■ Directions for this task ■
Your answer should be a single number: the count of lines in the records below containing the word "headers".

■ Data records ■
'''
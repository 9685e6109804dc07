//! The typed HTTP call abstraction this crate instruments.
//!
//! A [`Call`] represents a single, possibly retryable, request/response
//! exchange owned by an embedding call framework. This crate never creates
//! calls; it only wraps them. The framework that builds calls is responsible
//! for attaching an [`Origin`] record to every [`Request`] so the logging
//! layer can report the value bound to the request-body parameter without
//! inspecting call sites at runtime.

use crate::{Error, Response, Result};
use http::{HeaderMap, HeaderName, HeaderValue, Method};
use std::time::Duration;
use url::Url;

/// A single HTTP request/response exchange, executable once synchronously or
/// asynchronously, and clonable to retry.
///
/// Implemented by the embedding call framework. The logging wrapper
/// ([`LoggingCall`](crate::LoggingCall)) implements this same trait and
/// forwards every capability it does not intercept.
///
/// # Contract
///
/// * `execute` blocks on the caller's thread and may be called once per call
///   instance; `enqueue` returns immediately and delivers the result on the
///   framework dispatcher's thread.
/// * `request` builds (or returns the already-built) request descriptor.
///   Building may fail; the same failure must then surface from the
///   `execute`/`enqueue` that follows.
/// * `clone_call` produces a new call with independent execution state but
///   the same request template.
pub trait Call<T>: Send {
    /// Synchronously executes the call, blocking until the exchange
    /// completes.
    fn execute(&mut self) -> Result<Response<T>>;

    /// Asynchronously executes the call, delivering the result to `callback`
    /// on the framework dispatcher's thread.
    fn enqueue(&mut self, callback: Box<dyn Callback<T>>);

    /// Cancels the call, if the framework supports in-flight cancellation.
    fn cancel(&self);

    /// Returns `true` if [`cancel`](Call::cancel) was called.
    fn is_canceled(&self) -> bool;

    /// Returns `true` if the call has been executed or enqueued.
    fn is_executed(&self) -> bool;

    /// Builds and returns the request descriptor for this call.
    ///
    /// # Errors
    ///
    /// Returns an error if the request cannot be built, typically
    /// [`Error::RequestBuild`].
    fn request(&self) -> Result<Request>;

    /// Returns the configured timeout for the full exchange, if any.
    fn timeout(&self) -> Option<Duration>;

    /// Returns a new, not-yet-executed call with the same request template.
    fn clone_call(&self) -> Box<dyn Call<T>>;
}

/// Receiver for an asynchronously executed call's result.
///
/// Exactly one of the two methods is invoked, exactly once, on whatever
/// thread the framework dispatcher uses.
pub trait Callback<T>: Send {
    /// The exchange completed with a response (successful or not).
    fn on_response(self: Box<Self>, call: &dyn Call<T>, response: Response<T>);

    /// The exchange failed before producing a response.
    fn on_failure(self: Box<Self>, call: &dyn Call<T>, error: Error);
}

/// A request descriptor: what a call will send when executed.
///
/// Built by the call framework. The [`origin`](Request::origin) record is
/// mandatory for calls routed through the logging adapter; a request without
/// one is an integration bug and is reported as such (see
/// [`LoggingCall`](crate::LoggingCall)).
#[derive(Debug, Clone)]
pub struct Request {
    /// The HTTP method.
    pub method: Method,

    /// The fully resolved request URL.
    pub url: Url,

    /// The request headers.
    pub headers: HeaderMap,

    /// The call-site record attached at construction time, or `None` if the
    /// framework did not attach one.
    pub origin: Option<Origin>,
}

impl Request {
    /// Creates a new `Request` with the given method and URL and no headers.
    pub fn new(method: Method, url: Url) -> Self {
        Self {
            method,
            url,
            headers: HeaderMap::new(),
            origin: None,
        }
    }

    /// Adds a header to the request.
    ///
    /// # Errors
    ///
    /// Returns an error if the header name or value is invalid.
    pub fn with_header(mut self, name: impl AsRef<str>, value: impl AsRef<str>) -> Result<Self> {
        let name = HeaderName::try_from(name.as_ref())
            .map_err(|e| Error::Configuration(format!("Invalid header name: {}", e)))?;
        let value = HeaderValue::try_from(value.as_ref())
            .map_err(|e| Error::Configuration(format!("Invalid header value: {}", e)))?;
        self.headers.insert(name, value);
        Ok(self)
    }

    /// Attaches the call-site record.
    pub fn with_origin(mut self, origin: Origin) -> Self {
        self.origin = Some(origin);
        self
    }
}

/// Construction-time record of the call site that produced a request.
///
/// Replaces runtime inspection of method signatures: the framework that
/// builds a call declares, once, which value (if any) was bound to the
/// request-body parameter.
///
/// # Examples
///
/// ```
/// use overhear::Origin;
/// use serde_json::json;
///
/// // A call site with a body parameter.
/// let with_body = Origin::new().with_body(json!({"name": "Alice"}));
/// assert!(with_body.body.is_some());
///
/// // A call site without one (e.g. a GET).
/// let bodiless = Origin::new();
/// assert!(bodiless.body.is_none());
/// ```
#[derive(Debug, Clone, Default)]
pub struct Origin {
    /// The value bound to the request-body parameter, if the call site has
    /// one.
    pub body: Option<serde_json::Value>,
}

impl Origin {
    /// Creates a record for a call site with no body parameter.
    pub fn new() -> Self {
        Self::default()
    }

    /// Declares the value bound to the call site's body parameter.
    pub fn with_body(mut self, body: serde_json::Value) -> Self {
        self.body = Some(body);
        self
    }
}

/// The request-body value reported to a [`Logger`](crate::Logger).
///
/// The three states are distinct: a call site without a body parameter is not
/// the same thing as a request that could not be built at all.
#[derive(Debug, Clone, PartialEq)]
pub enum RequestBody {
    /// Request construction failed before a body could be determined. The
    /// `execute`/`enqueue` that follows surfaces the construction error
    /// itself.
    Unbuilt,

    /// The call site has no body parameter.
    None,

    /// The value bound to the call site's body parameter.
    Value(serde_json::Value),
}

impl RequestBody {
    /// Returns the body value, if this is [`RequestBody::Value`].
    pub fn as_value(&self) -> Option<&serde_json::Value> {
        match self {
            RequestBody::Value(value) => Some(value),
            _ => None,
        }
    }

    /// Returns `true` if the request could not be built.
    pub fn is_unbuilt(&self) -> bool {
        matches!(self, RequestBody::Unbuilt)
    }
}

impl<T: 'static> Clone for Box<dyn Call<T>> {
    fn clone(&self) -> Self {
        self.clone_call()
    }
}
'''
■ Exercise solution ■
5